## DATA
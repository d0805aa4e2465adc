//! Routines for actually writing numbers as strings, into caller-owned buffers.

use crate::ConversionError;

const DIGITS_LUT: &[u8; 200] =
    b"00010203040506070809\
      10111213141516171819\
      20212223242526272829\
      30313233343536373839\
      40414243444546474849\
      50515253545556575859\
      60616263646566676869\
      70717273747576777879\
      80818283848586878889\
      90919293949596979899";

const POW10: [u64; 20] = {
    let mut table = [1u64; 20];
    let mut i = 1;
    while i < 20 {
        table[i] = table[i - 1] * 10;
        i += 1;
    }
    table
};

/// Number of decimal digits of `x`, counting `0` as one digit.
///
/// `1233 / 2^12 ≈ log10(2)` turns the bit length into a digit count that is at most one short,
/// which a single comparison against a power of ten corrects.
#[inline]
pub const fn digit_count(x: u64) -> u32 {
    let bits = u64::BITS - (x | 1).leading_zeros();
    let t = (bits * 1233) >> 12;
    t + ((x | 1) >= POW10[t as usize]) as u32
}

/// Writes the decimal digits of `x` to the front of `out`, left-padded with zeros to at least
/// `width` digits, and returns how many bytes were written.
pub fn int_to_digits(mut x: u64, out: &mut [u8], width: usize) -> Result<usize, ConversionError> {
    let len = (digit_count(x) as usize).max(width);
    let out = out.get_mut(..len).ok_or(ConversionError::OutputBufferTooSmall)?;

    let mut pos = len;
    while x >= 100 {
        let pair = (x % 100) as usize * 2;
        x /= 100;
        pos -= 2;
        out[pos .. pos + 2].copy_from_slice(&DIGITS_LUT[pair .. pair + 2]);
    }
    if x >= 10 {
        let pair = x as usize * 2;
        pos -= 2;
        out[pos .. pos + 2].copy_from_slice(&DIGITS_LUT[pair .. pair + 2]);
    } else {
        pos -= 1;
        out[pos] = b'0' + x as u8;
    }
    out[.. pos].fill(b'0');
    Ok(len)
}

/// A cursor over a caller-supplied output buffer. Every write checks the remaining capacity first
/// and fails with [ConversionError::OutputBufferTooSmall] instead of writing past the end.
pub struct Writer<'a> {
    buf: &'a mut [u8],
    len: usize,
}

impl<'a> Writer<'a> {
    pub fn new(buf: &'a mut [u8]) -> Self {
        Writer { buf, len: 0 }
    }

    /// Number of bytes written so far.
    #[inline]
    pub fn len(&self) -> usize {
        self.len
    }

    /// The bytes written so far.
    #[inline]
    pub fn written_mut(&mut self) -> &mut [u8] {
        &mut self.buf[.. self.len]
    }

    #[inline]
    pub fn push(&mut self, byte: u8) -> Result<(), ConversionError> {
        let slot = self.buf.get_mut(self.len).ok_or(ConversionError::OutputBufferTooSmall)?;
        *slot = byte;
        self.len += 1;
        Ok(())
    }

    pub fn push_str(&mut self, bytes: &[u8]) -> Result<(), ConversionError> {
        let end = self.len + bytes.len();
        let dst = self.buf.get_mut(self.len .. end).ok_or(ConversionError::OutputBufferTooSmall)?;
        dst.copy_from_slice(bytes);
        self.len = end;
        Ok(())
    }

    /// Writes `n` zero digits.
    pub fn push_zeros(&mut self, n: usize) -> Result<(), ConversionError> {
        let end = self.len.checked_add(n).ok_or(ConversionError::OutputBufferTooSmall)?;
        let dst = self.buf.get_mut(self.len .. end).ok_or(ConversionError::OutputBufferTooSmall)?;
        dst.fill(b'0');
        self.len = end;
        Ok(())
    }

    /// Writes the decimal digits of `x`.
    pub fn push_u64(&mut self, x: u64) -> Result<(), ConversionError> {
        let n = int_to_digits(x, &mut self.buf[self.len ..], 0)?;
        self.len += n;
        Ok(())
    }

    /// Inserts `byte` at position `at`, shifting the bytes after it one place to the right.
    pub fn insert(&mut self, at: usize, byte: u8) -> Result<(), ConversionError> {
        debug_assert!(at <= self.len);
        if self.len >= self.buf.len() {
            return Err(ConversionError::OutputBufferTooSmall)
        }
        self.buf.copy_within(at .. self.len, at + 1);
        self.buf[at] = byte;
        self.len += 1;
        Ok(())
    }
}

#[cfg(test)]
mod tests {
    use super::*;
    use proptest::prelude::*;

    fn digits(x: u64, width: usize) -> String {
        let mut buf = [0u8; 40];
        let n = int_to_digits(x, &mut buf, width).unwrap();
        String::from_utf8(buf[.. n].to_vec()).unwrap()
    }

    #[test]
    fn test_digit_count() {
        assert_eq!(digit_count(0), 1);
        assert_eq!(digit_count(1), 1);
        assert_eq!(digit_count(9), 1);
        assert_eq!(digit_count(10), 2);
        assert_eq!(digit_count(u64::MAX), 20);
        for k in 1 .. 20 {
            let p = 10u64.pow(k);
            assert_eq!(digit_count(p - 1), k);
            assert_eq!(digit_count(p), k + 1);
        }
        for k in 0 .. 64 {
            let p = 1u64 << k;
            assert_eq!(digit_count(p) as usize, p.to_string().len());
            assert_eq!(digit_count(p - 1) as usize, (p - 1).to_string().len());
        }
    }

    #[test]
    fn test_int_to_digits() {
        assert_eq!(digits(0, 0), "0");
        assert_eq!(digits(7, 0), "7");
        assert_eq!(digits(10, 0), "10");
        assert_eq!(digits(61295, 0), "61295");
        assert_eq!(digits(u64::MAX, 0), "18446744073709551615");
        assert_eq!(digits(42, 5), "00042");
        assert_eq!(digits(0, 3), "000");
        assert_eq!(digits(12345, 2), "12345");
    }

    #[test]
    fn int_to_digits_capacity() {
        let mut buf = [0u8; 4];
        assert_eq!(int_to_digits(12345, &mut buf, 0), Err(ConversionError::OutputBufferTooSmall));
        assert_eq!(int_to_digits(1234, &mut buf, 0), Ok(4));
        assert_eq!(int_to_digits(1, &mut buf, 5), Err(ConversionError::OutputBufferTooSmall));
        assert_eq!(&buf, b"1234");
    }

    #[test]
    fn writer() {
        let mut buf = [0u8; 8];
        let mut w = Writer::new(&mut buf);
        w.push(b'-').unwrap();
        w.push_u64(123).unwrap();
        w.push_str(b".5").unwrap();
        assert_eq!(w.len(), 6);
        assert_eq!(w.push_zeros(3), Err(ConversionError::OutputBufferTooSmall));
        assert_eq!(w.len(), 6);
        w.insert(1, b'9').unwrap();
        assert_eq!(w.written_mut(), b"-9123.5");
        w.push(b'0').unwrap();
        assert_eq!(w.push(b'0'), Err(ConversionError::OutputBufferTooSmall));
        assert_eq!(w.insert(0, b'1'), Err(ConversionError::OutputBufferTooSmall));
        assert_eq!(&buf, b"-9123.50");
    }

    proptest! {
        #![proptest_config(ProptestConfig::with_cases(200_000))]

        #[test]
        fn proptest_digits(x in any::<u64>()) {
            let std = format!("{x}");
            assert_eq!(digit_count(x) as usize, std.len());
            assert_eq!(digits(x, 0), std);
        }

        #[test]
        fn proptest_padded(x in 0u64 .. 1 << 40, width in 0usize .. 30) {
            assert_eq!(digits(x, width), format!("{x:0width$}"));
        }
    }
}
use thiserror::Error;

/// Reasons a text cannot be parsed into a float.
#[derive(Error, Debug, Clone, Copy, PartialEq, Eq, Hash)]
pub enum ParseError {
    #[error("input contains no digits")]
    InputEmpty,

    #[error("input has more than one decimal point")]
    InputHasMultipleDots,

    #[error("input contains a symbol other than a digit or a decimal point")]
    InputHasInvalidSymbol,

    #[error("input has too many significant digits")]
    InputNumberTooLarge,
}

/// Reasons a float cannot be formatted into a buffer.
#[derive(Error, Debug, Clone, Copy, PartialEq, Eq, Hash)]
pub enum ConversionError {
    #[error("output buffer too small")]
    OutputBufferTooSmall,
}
* * *
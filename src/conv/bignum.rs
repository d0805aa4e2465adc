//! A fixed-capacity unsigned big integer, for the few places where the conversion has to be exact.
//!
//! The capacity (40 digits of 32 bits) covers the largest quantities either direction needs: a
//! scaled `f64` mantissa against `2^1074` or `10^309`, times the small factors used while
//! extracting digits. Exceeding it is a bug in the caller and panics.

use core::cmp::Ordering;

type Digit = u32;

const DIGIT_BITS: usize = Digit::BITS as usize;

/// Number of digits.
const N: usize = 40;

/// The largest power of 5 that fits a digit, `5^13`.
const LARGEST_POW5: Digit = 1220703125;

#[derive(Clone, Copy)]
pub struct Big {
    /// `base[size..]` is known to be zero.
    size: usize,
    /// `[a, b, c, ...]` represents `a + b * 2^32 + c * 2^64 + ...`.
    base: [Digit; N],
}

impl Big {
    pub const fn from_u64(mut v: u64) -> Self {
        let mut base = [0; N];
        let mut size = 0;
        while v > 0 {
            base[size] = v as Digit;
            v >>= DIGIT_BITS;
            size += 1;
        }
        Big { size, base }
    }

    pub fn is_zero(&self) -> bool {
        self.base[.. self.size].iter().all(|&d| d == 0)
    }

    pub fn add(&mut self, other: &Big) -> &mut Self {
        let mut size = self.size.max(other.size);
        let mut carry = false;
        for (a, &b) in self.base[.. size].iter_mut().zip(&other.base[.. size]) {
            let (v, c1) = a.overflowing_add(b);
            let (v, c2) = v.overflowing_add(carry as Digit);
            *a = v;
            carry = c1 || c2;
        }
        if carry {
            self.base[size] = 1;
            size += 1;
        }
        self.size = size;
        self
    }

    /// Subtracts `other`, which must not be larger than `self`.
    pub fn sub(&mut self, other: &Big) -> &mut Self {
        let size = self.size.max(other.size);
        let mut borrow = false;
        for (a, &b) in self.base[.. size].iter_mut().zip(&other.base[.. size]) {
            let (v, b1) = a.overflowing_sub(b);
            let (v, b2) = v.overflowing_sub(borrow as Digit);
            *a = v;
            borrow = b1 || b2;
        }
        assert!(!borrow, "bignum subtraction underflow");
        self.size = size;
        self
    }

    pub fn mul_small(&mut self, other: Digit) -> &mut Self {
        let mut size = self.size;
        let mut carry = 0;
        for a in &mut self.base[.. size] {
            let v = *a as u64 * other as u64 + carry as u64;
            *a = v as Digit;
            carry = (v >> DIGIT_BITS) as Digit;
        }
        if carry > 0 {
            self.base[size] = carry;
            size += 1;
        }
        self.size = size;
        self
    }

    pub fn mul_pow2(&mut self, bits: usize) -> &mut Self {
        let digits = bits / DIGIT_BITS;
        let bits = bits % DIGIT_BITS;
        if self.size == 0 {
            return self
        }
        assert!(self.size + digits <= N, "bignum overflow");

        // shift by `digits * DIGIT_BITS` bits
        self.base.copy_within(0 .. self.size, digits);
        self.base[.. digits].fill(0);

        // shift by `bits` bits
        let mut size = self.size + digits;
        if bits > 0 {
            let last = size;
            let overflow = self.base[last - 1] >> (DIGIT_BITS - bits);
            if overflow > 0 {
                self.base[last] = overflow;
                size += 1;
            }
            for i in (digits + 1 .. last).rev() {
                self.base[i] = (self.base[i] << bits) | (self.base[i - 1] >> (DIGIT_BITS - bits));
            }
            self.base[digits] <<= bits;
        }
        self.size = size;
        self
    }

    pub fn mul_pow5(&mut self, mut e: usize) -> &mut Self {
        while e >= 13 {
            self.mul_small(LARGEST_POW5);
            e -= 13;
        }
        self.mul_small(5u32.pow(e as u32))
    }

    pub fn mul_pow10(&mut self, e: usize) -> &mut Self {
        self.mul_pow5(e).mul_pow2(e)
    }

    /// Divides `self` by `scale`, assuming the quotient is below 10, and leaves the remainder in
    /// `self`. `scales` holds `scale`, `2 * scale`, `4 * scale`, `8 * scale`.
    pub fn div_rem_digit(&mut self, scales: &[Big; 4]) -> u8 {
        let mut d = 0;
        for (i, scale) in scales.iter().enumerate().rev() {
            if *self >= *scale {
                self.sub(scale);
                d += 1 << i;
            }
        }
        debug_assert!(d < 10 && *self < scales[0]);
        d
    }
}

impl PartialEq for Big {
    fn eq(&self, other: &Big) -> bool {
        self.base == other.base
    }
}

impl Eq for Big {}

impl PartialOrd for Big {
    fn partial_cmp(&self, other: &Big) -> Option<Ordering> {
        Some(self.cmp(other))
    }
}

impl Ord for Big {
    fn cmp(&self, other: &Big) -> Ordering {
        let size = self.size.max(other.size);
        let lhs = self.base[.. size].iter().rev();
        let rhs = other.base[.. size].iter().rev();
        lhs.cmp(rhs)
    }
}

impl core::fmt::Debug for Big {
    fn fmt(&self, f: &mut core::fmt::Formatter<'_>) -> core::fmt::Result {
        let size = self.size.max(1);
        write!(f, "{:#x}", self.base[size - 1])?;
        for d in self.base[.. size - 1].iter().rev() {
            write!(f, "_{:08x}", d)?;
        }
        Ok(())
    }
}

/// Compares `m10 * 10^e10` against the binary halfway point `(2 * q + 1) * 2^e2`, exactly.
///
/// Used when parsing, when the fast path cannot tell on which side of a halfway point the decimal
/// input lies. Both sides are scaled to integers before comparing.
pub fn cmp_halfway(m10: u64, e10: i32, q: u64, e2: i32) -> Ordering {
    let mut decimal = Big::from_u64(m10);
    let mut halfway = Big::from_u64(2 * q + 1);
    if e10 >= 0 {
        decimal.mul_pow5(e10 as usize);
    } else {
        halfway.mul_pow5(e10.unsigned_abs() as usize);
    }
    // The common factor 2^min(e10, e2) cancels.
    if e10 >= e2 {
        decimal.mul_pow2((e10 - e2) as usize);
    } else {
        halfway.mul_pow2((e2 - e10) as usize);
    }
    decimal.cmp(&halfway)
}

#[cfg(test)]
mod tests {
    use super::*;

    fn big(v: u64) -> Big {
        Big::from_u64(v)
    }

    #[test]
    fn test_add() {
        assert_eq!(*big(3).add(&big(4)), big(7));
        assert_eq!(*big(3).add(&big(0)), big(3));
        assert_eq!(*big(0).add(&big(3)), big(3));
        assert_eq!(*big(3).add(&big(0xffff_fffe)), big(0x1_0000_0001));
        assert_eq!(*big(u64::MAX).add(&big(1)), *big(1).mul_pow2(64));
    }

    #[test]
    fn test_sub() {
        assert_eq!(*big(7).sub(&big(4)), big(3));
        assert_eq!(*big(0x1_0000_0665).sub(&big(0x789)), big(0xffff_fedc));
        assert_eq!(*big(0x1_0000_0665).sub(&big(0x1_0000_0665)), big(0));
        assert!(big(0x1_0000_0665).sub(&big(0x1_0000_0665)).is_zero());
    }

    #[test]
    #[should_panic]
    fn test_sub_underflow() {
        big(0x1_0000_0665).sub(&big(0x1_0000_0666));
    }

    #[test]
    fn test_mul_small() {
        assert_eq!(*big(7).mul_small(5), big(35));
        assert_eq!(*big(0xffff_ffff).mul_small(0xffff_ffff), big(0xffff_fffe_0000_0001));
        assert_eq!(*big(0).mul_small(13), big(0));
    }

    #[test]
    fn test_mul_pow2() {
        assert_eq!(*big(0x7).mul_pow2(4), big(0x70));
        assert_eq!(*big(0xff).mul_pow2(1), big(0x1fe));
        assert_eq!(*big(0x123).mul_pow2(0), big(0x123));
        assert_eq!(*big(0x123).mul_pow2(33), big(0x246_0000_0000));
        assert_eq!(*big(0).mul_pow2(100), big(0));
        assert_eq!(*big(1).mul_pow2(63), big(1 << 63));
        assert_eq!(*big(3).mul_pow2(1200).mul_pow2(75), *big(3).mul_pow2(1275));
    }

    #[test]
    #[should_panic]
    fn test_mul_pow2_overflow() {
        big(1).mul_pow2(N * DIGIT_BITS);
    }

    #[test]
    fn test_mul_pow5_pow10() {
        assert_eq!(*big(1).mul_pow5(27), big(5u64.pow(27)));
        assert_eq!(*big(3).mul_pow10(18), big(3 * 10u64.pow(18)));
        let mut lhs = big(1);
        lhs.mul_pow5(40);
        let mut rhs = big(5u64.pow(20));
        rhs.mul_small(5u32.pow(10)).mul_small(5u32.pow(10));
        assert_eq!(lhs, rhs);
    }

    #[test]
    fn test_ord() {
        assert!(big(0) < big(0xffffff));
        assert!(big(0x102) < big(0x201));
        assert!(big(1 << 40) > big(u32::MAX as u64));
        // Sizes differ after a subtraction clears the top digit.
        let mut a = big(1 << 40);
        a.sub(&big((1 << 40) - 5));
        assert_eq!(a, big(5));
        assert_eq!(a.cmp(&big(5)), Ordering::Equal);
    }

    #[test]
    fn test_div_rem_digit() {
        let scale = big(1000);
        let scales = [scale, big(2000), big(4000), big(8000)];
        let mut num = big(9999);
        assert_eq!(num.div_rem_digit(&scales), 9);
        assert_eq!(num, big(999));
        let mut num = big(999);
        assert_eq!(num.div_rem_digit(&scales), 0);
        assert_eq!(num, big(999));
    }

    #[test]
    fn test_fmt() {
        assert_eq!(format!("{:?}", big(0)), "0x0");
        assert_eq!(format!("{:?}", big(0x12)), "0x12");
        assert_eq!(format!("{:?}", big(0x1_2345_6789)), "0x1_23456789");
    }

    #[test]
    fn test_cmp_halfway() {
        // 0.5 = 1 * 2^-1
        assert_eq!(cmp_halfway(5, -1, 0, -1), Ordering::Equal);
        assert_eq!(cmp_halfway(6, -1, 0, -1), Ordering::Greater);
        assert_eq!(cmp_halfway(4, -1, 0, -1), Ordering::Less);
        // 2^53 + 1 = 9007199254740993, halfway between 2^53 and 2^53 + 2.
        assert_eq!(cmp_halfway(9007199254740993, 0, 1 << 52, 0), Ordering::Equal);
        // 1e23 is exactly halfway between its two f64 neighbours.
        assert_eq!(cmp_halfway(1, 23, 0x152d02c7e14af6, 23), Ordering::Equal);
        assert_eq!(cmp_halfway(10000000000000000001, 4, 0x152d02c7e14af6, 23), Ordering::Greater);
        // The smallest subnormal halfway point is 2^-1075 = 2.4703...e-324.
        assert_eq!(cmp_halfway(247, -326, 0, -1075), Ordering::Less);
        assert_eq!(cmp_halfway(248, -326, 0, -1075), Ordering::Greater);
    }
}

## ACTIVITY
Report every line containing the word "Equal" from the listing above.

## OUTPUT
        assert_eq!(a.cmp(&big(5)), Ordering::Equal);
        assert_eq!(cmp_halfway(5, -1, 0, -1), Ordering::Equal);
        assert_eq!(cmp_halfway(9007199254740993, 0, 1 << 52, 0), Ordering::Equal);
        assert_eq!(cmp_halfway(1, 23, 0x152d02c7e14af6, 23), Ordering::Equal);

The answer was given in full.